Le ultime gesta dell'operato dei no-vax li vede coinvolti nella vendita di falsi passaporti vaccinali. Ma non mancano neanche incursioni con recensioni critiche sui siti di ristoranti e attività commerciali che seguono le restrizioni anti-covid. Parliamo ovviamente della sempre più nutrita schiera no-vax. Un report del Center for Countering Digital Hate ci dà la misura della loro capacità d'influenza e dell'enorme indotto economico.

La comunità no-vax è infatti arrivata a circa 62 mln di seguaci sulle principali piattaforme social, una vera e propria industria capace di fatturare in un anno oltre 36 mln di dollari. Ma anche di rendere profitti per le big tech per circa 1 miliardo di dollari all'anno. Il rapporto del CCDH svela le strategie e la portata economica dei dodici principali diffusori di disinformazione sui vaccini a livello mondiale. Tra questi uno dei più famigerati in rete è Robert F. Kennedy Jr, erede della dinastia Kennedy, in grado di guadagnare circa 255mila dollari all'anno come presidente di "Children's Health Defense", un'associazione no vax che pubblica in rete messaggi sulla pericolosità dei vaccini sulla salute del bambini.

Barbara Loe Fisher, un'altra influencer inserita tra i 12 super diffusori di fake-news, guadagna 55.950 dollari all'anno come presidente del "National Vaccine Information Center", un'associazione ben ramificata anche nella comunità italiana dei no-vax. La capacità organizzativa e manageriale di questi veri e propri imprenditori della disinformazione ha fatto si che i gruppi anti-vaccinisti siano riusciti anche ad ottenere almeno 850.000 dollari di fondi federali per il soccorso del coronavirus. Ovviamente una rete cosi ben strutturata e organizzata richiede delle infrastrutture in termini di forza lavoro: secondo la società di analisi aziendale "Dun & Bradstreet", è possibile stimare che le organizzazioni associate ai principali leader no-vax impieghino circa 266 persone.

Per esempio l'imprenditore anti-vax Joseph Mercola, uno dei più popolari sulla rete, conta 94 dipendenti per le sue attività.
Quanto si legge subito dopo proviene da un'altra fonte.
//! End-to-end target lifecycle checks.
//!
//! Run with: cargo test --test target_lifecycle
//! Set RUST_LOG=inspector_targets=trace to see registry logging.

use std::sync::Arc;
use std::sync::Once;
use std::sync::atomic::{AtomicBool, Ordering};

use anyhow::Result;
use parking_lot::Mutex;
use tracing_subscriber::EnvFilter;

use inspector_targets::{
    Agents, Connection, Environment, Error, Frame, FrameId, FrameResourceManager, Resource,
    ResourceType, RuntimeAgent, Script, ScriptId, Settings, Target, TargetEvent, TargetEventKind,
    TargetId, TargetType,
};

// ============================================================================
// Helpers
// ============================================================================

fn init_tracing() {
    static INIT: Once = Once::new();
    INIT.call_once(|| {
        let _ = tracing_subscriber::fmt()
            .with_env_filter(
                EnvFilter::try_from_default_env().unwrap_or_else(|_| EnvFilter::new("warn")),
            )
            .with_test_writer()
            .try_init();
    });
}

#[derive(Default)]
struct RecordingRuntime {
    enabled: AtomicBool,
    type_profiler: AtomicBool,
    control_flow_profiler: AtomicBool,
}

impl RuntimeAgent for RecordingRuntime {
    fn enable(&self) {
        self.enabled.store(true, Ordering::SeqCst);
    }

    fn enable_type_profiler(&self) {
        self.type_profiler.store(true, Ordering::SeqCst);
    }

    fn enable_control_flow_profiler(&self) {
        self.control_flow_profiler.store(true, Ordering::SeqCst);
    }
}

fn document(url: &str) -> Arc<Resource> {
    Arc::new(Resource::new(url, ResourceType::Document))
}

fn bare_worker(env: &Environment, id: &str) -> Result<Target> {
    Ok(Target::new_worker(
        env,
        id,
        "https://example.com/worker.js",
        Connection::worker(id, Agents::new()),
    )?)
}

// ============================================================================
// Adoption
// ============================================================================

#[test]
fn test_adopt_unowned_resource() -> Result<()> {
    init_tracing();
    let env = Environment::builder().build();
    let target = bare_worker(&env, "w1")?;
    let resource = document("https://example.com/");

    target.adopt_resource(Arc::clone(&resource))?;

    assert!(resource.target().expect("owner").ptr_eq(&target));
    let matching = target
        .resources()
        .iter()
        .filter(|r| r.id() == resource.id())
        .count();
    assert_eq!(matching, 1);
    Ok(())
}

#[test]
fn test_duplicate_add_resource() -> Result<()> {
    init_tracing();
    let env = Environment::builder().build();
    let target = bare_worker(&env, "w1")?;
    let resource = document("https://example.com/");

    target.add_resource(Arc::clone(&resource))?;
    let before = target.resource_count();
    let err = target.add_resource(resource).unwrap_err();

    assert!(matches!(err, Error::DuplicateEntity { .. }));
    assert_eq!(target.resource_count(), before);
    Ok(())
}

#[test]
fn test_add_script_rejects_non_script() -> Result<()> {
    init_tracing();
    let env = Environment::builder().build();
    let target = bare_worker(&env, "w1")?;
    target.add_script(Arc::new(Script::new(ScriptId::new("1"))))?;

    let err = target.add_script(document("https://example.com/")).unwrap_err();

    assert!(matches!(err, Error::InvalidType { .. }));
    assert_eq!(target.script_count(), 1);
    Ok(())
}

// ============================================================================
// Main Target
// ============================================================================

#[test]
fn test_main_resource_is_live() -> Result<()> {
    init_tracing();
    let frames = Arc::new(FrameResourceManager::new());
    let env = Environment::builder().frames(frames.clone()).build();
    let main = Target::new_main(&env)?;

    assert_eq!(main.target_type(), TargetType::Main);
    assert!(main.main_resource().is_none());

    let first = Arc::new(Frame::new(FrameId::new("f1")));
    let first_doc = document("https://a.test/");
    first.set_main_resource(Arc::clone(&first_doc));
    frames.set_main_frame(first);
    assert_eq!(main.main_resource().map(|r| r.id()), Some(first_doc.id()));

    let second = Arc::new(Frame::new(FrameId::new("f2")));
    let second_doc = document("https://b.test/");
    second.set_main_resource(Arc::clone(&second_doc));
    frames.set_main_frame(second);
    assert_eq!(main.main_resource().map(|r| r.id()), Some(second_doc.id()));

    frames.remove_frame(&FrameId::new("f2"));
    assert!(main.main_resource().is_none());
    Ok(())
}

// ============================================================================
// Worker Target
// ============================================================================

#[test]
fn test_worker_adopts_orphans() -> Result<()> {
    init_tracing();
    let frames = Arc::new(FrameResourceManager::new());
    let env = Environment::builder().frames(frames.clone()).build();

    let r1 = document("https://example.com/r1");
    let r2 = document("https://example.com/r2");
    let worker_id = TargetId::new("w1");
    frames.record_orphaned_resource(&worker_id, Arc::clone(&r1));
    frames.record_orphaned_resource(&worker_id, Arc::clone(&r2));

    let target = Target::new_worker(&env, "w1", "x", Connection::worker("w1", Agents::new()))?;

    for resource in [&r1, &r2] {
        assert!(target.has_resource(resource.id()));
        assert!(resource.target().expect("owner").ptr_eq(&target));
    }
    Ok(())
}

#[test]
fn test_profiler_settings() -> Result<()> {
    init_tracing();
    let runtime = Arc::new(RecordingRuntime::default());
    let env = Environment::builder()
        .settings(
            Settings::new()
                .with_type_information(true)
                .with_control_flow_profiler(false),
        )
        .build();
    let connection = Connection::worker("w1", Agents::new().with_runtime(runtime.clone()));

    let target = Target::new_worker(&env, "w1", "https://example.com/w.js", connection)?;

    assert!(target.execution_context().is_some());
    assert!(runtime.enabled.load(Ordering::SeqCst));
    assert!(runtime.type_profiler.load(Ordering::SeqCst));
    assert!(!runtime.control_flow_profiler.load(Ordering::SeqCst));
    Ok(())
}

// ============================================================================
// Events
// ============================================================================

#[test]
fn test_resource_added_delivered_once_before_return() -> Result<()> {
    init_tracing();
    let env = Environment::builder().build();
    let target = bare_worker(&env, "w1")?;
    let events: Arc<Mutex<Vec<TargetEvent>>> = Arc::new(Mutex::new(Vec::new()));

    let sink = Arc::clone(&events);
    target.add_event_listener(TargetEventKind::ResourceAdded, move |event| {
        sink.lock().push(event.clone());
    });

    let resource = document("https://example.com/");
    target.add_resource(Arc::clone(&resource))?;

    let events = events.lock();
    assert_eq!(events.len(), 1);
    assert_eq!(events[0].resource().map(|r| r.id()), Some(resource.id()));
    Ok(())
}

#[test]
fn test_identity_unchanged_by_operations() -> Result<()> {
    init_tracing();
    let env = Environment::builder().build();
    let target = bare_worker(&env, "w1")?;
    let (id, name, kind) = (
        target.identifier().clone(),
        target.name().to_string(),
        target.target_type(),
    );

    target.add_resource(document("https://example.com/a"))?;
    target.adopt_resource(document("https://example.com/b"))?;
    target.add_script(Arc::new(Script::new(ScriptId::new("9"))))?;
    let _ = target.add_script(document("https://example.com/c"));

    assert_eq!(target.identifier(), &id);
    assert_eq!(target.name(), name);
    assert_eq!(target.target_type(), kind);
    Ok(())
}

// ============================================================================
// Ordering Coupling
// ============================================================================

#[test]
fn test_connection_bound_before_initialization() -> Result<()> {
    init_tracing();

    struct Probe {
        connection: Mutex<Option<Connection>>,
        observed: Mutex<Option<(bool, bool)>>,
    }

    impl RuntimeAgent for Probe {
        fn enable(&self) {
            let connection = self.connection.lock().clone();
            let target = connection.and_then(|c| c.target());
            *self.observed.lock() = target.map(|t| (t.is_initialized(), t.execution_context().is_some()));
        }
        fn enable_type_profiler(&self) {}
        fn enable_control_flow_profiler(&self) {}
    }

    let probe = Arc::new(Probe {
        connection: Mutex::new(None),
        observed: Mutex::new(None),
    });
    let connection = Connection::worker("w1", Agents::new().with_runtime(probe.clone()));
    *probe.connection.lock() = Some(connection.clone());

    let env = Environment::builder().build();
    let target = Target::new_worker(&env, "w1", "w.js", connection)?;

    // Reachable during initialization, not yet marked initialized.
    assert_eq!(*probe.observed.lock(), Some((false, true)));
    assert!(target.is_initialized());

    // Break the probe -> connection cycle.
    probe.connection.lock().take();
    Ok(())
}
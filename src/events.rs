//! Synchronous observer lists.
//!
//! [`Listeners`] delivers each event to every registered callback, in
//! registration order, before [`Listeners::dispatch`] returns. The list is
//! snapshotted before delivery so a callback may register or remove
//! listeners (or trigger further dispatches) without deadlocking.

// ============================================================================
// Imports
// ============================================================================

use std::fmt;
use std::sync::Arc;

use parking_lot::Mutex;

use crate::identifiers::ListenerId;

// ============================================================================
// Types
// ============================================================================

/// Event listener callback.
pub type Listener<E> = Arc<dyn Fn(&E) + Send + Sync>;

// ============================================================================
// Listeners
// ============================================================================

/// Ordered list of listeners for events of type `E`.
pub struct Listeners<E> {
    entries: Mutex<Vec<(ListenerId, Listener<E>)>>,
}

impl<E> Default for Listeners<E> {
    fn default() -> Self {
        Self {
            entries: Mutex::new(Vec::new()),
        }
    }
}

impl<E> fmt::Debug for Listeners<E> {
    fn fmt(&self, f: &mut fmt::Formatter<'_>) -> fmt::Result {
        f.debug_struct("Listeners")
            .field("count", &self.len())
            .finish()
    }
}

impl<E> Listeners<E> {
    /// Creates an empty list.
    #[inline]
    #[must_use]
    pub fn new() -> Self {
        Self::default()
    }

    /// Registers a listener.
    pub fn add(&self, listener: impl Fn(&E) + Send + Sync + 'static) -> ListenerId {
        let id = ListenerId::next();
        let listener: Listener<E> = Arc::new(listener);
        self.entries.lock().push((id, listener));
        id
    }

    /// Removes a listener. Returns `false` if it was not registered.
    pub fn remove(&self, id: ListenerId) -> bool {
        let mut entries = self.entries.lock();
        let before = entries.len();
        entries.retain(|(entry_id, _)| *entry_id != id);
        entries.len() != before
    }

    /// Returns the number of listeners.
    #[inline]
    #[must_use]
    pub fn len(&self) -> usize {
        self.entries.lock().len()
    }

    /// Returns `true` if no listener is registered.
    #[inline]
    #[must_use]
    pub fn is_empty(&self) -> bool {
        self.entries.lock().is_empty()
    }

    /// Delivers `event` to every listener registered at call time.
    pub fn dispatch(&self, event: &E) {
        let snapshot: Vec<Listener<E>> = self
            .entries
            .lock()
            .iter()
            .map(|(_, listener)| Arc::clone(listener))
            .collect();

        for listener in snapshot {
            listener(event);
        }
    }
}

// ============================================================================
// Tests
// ============================================================================
//! Resources discovered under a target.

// ============================================================================
// Imports
// ============================================================================

use std::fmt;

use parking_lot::RwLock;
use serde::{Deserialize, Serialize};
use tracing::trace;

use crate::error::{Error, Result};
use crate::identifiers::{FrameId, ResourceId, TargetId};
use crate::target::{Target, WeakTarget};

// ============================================================================
// ResourceType
// ============================================================================

/// Kind of load a resource represents.
#[derive(Debug, Clone, Copy, PartialEq, Eq, Hash, Serialize, Deserialize)]
#[serde(rename_all = "camelCase")]
pub enum ResourceType {
    /// HTML document or worker main script.
    Document,
    /// CSS stylesheet.
    Stylesheet,
    /// Image.
    Image,
    /// Web font.
    Font,
    /// Script file.
    Script,
    /// XMLHttpRequest.
    Xhr,
    /// Fetch API request.
    Fetch,
    /// WebSocket.
    WebSocket,
    /// Anything else.
    Other,
}

impl ResourceType {
    /// Returns the protocol name.
    #[inline]
    #[must_use]
    pub const fn as_str(&self) -> &'static str {
        match self {
            Self::Document => "document",
            Self::Stylesheet => "stylesheet",
            Self::Image => "image",
            Self::Font => "font",
            Self::Script => "script",
            Self::Xhr => "xhr",
            Self::Fetch => "fetch",
            Self::WebSocket => "webSocket",
            Self::Other => "other",
        }
    }
}

// ============================================================================
// Resource
// ============================================================================

/// Owner back-reference, set at adoption.
struct Owner {
    target_id: TargetId,
    target: WeakTarget,
}

/// A network load or document belonging to a target.
///
/// The owner back-reference does not keep the target alive.
pub struct Resource {
    id: ResourceId,
    url: String,
    resource_type: ResourceType,
    frame_id: Option<FrameId>,
    owner: RwLock<Option<Owner>>,
}

impl fmt::Debug for Resource {
    fn fmt(&self, f: &mut fmt::Formatter<'_>) -> fmt::Result {
        f.debug_struct("Resource")
            .field("id", &self.id)
            .field("url", &self.url)
            .field("resource_type", &self.resource_type)
            .field("target_id", &self.target_id())
            .finish_non_exhaustive()
    }
}

impl Resource {
    /// Creates an unowned resource with a fresh identity.
    #[must_use]
    pub fn new(url: impl Into<String>, resource_type: ResourceType) -> Self {
        Self {
            id: ResourceId::generate(),
            url: url.into(),
            resource_type,
            frame_id: None,
            owner: RwLock::new(None),
        }
    }

    /// Records the frame the resource was loaded in.
    #[must_use]
    pub fn with_frame(mut self, frame_id: FrameId) -> Self {
        self.frame_id = Some(frame_id);
        self
    }
}

// ============================================================================
// Resource - Accessors
// ============================================================================

impl Resource {
    /// Returns the resource identity.
    #[inline]
    #[must_use]
    pub fn id(&self) -> ResourceId {
        self.id
    }

    /// Returns the resource URL.
    #[inline]
    #[must_use]
    pub fn url(&self) -> &str {
        &self.url
    }

    /// Returns the resource type.
    #[inline]
    #[must_use]
    pub fn resource_type(&self) -> ResourceType {
        self.resource_type
    }

    /// Returns the frame the resource was loaded in.
    #[inline]
    #[must_use]
    pub fn frame_id(&self) -> Option<&FrameId> {
        self.frame_id.as_ref()
    }

    /// Returns the owning target, if adopted and still alive.
    #[must_use]
    pub fn target(&self) -> Option<Target> {
        self.owner.read().as_ref().and_then(|o| o.target.upgrade())
    }

    /// Returns the owning target's identifier, if adopted.
    ///
    /// Remains available after the owner is dropped.
    #[must_use]
    pub fn target_id(&self) -> Option<TargetId> {
        self.owner.read().as_ref().map(|o| o.target_id.clone())
    }

    /// Returns `true` once the resource has been adopted.
    #[inline]
    #[must_use]
    pub fn is_adopted(&self) -> bool {
        self.owner.read().is_some()
    }
}

// ============================================================================
// Resource - Adoption
// ============================================================================

impl Resource {
    /// Points the owner back-reference at `target`.
    ///
    /// Re-adopting into the same target is a no-op. A resource owned by a
    /// different live target is refused; a dropped owner may be replaced.
    pub(crate) fn set_target(&self, target: &Target) -> Result<()> {
        let mut owner = self.owner.write();

        if let Some(current) = owner.as_ref() {
            if current.target.points_to(target) {
                return Ok(());
            }
            if current.target.upgrade().is_some() {
                return Err(Error::already_adopted(self.id, current.target_id.clone()));
            }
        }

        trace!(resource_id = %self.id, target_id = %target.identifier(), "Resource owner set");
        *owner = Some(Owner {
            target_id: target.identifier().clone(),
            target: target.downgrade(),
        });
        Ok(())
    }
}

// ============================================================================
// Tests
// ============================================================================
//! Main target: the inspected page or JavaScript context.

use std::sync::Arc;

use crate::backend::ConnectionKind;
use crate::environment::{DebuggableType, Environment};
use crate::error::{Error, Result};
use crate::identifiers::{ExecutionContextId, TargetId};
use crate::model::{ExecutionContext, Resource};

use super::Target;
use super::core::Role;

// ============================================================================
// Target - Main Constructor
// ============================================================================

impl Target {
    /// Creates the main target over the environment's main connection.
    ///
    /// Identifier and name are empty. Initialization creates the top-level
    /// page execution context.
    ///
    /// # Errors
    ///
    /// - [`Error::InvalidOperation`] if the environment's main connection is
    ///   a worker connection
    /// - [`Error::StaleBackReference`] if a live main target already exists
    ///   for this environment
    pub fn new_main(env: &Environment) -> Result<Self> {
        if *env.main_connection().kind() != ConnectionKind::Main {
            return Err(Error::invalid_operation(format!(
                "main target needs the main connection, got {:?}",
                env.main_connection().kind()
            )));
        }

        Self::construct(
            TargetId::main(),
            String::new(),
            env.main_connection().clone(),
            Role::Main { env: env.clone() },
            env,
        )
    }
}

// ============================================================================
// Main Behavior
// ============================================================================

pub(super) fn display_name(env: &Environment) -> &str {
    match env.debuggable_type() {
        DebuggableType::Web => env.ui_string("Main Frame"),
        DebuggableType::JavaScript => env.ui_string("Main Context"),
    }
}

pub(super) fn main_resource(env: &Environment) -> Option<Arc<Resource>> {
    env.frames().main_frame().and_then(|frame| frame.main_resource())
}

pub(super) fn initialize(target: &Target) {
    target.set_execution_context(ExecutionContext::new(
        target.identifier().clone(),
        ExecutionContextId::TOP_LEVEL,
        target.display_name(),
        true,
        None,
    ));
}

// ============================================================================
// Tests
// ============================================================================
Addirittura, uno studio condotto con lo strumento "Recruiter Lite" di LinkedIn, ci da la prova che la "Mercola Consulting Services" impieghi dozzine di dipendenti nelle Filippine per lavorare su contenuti di social media, e-mail e articoli di marketing su salute alternativa. Secondo un'analisi condotta sui contenuti no-vax circolanti su facebook tra febbraio e marzo scorsi il 70% di questi sarebbe da ricondurre alle campagne disinformative dei 12 influencer.

I gruppi facebook presi in considerazione per questa analisi, che si sono appoggiati alla narrativa anti-vax, variano tra i 2.500 e i 235.000 membri e sono stati in grado di generare fino a 10.000 post al mese. Il sistema infatti prevede che collegati a questa dozzina di super spreader ci siano altri anti-vax che collaborano attraverso schemi di marketing di affiliazione. Gli imprenditori più popolari con un prodotto da vendere assumono altri come "affiliati" che poi condividono materiali di marketing con il proprio pubblico. Assegnando un ID univoco a ciascun affiliato, i boss anti vax possono tracciare il numero delle vendite generate da ogni affiliato e pagare loro una commissione su ogni vendita.

A questo punto sorgerebbe spontanea la domanda sul come sia possibile che questa rete imprenditoriale della disinformazione non venga smantellata dai giganti del web. E altrettanto spontaneo viene il sospetto che il guadagno sui 63 mln di seguaci delle teorie no-vax faccia gola anche alle big tech. Infatti una comunità cosi vasta vale circa 1,1 miliardi di dollari in entrate annuali per i giganti dei social media, generate principalmente dagli inserzionisti.

Come un cane che si morde la coda gli imprenditori no-vax per aumentare il loro indotto economico investono sempre di più in sponsorizzazioni che si traducono in profitti per le big tech e in un aumento esponenziale dei nuovi utenti attratti dalla propaganda anti-vaccinista. Questo pericoloso meccanismo si evidenzia molto bene su youtube: i video degli anti-vax arrivano a generare fino a 707.222 dollari di entrate pubblicitarie annuali, una stima fatta in base al numero di visualizzazioni ottenute dai canali. Il colosso dei video online divide queste entrate pubblicitarie, dando ai creatori di contenuti una quota del 55% ma mantenendo il restante 45%. Questo significa che gli anti-vaccinisti arrivano a guadagnare fino a 388.972 dollari all'anno dalle pubblicità sui video di YouTube, mentre alla piattaforma rimangono in tasca 318.250 dollari. Da oggi insomma il web può annoverare anche la remunerativa categoria degli influencer anti-scientisti.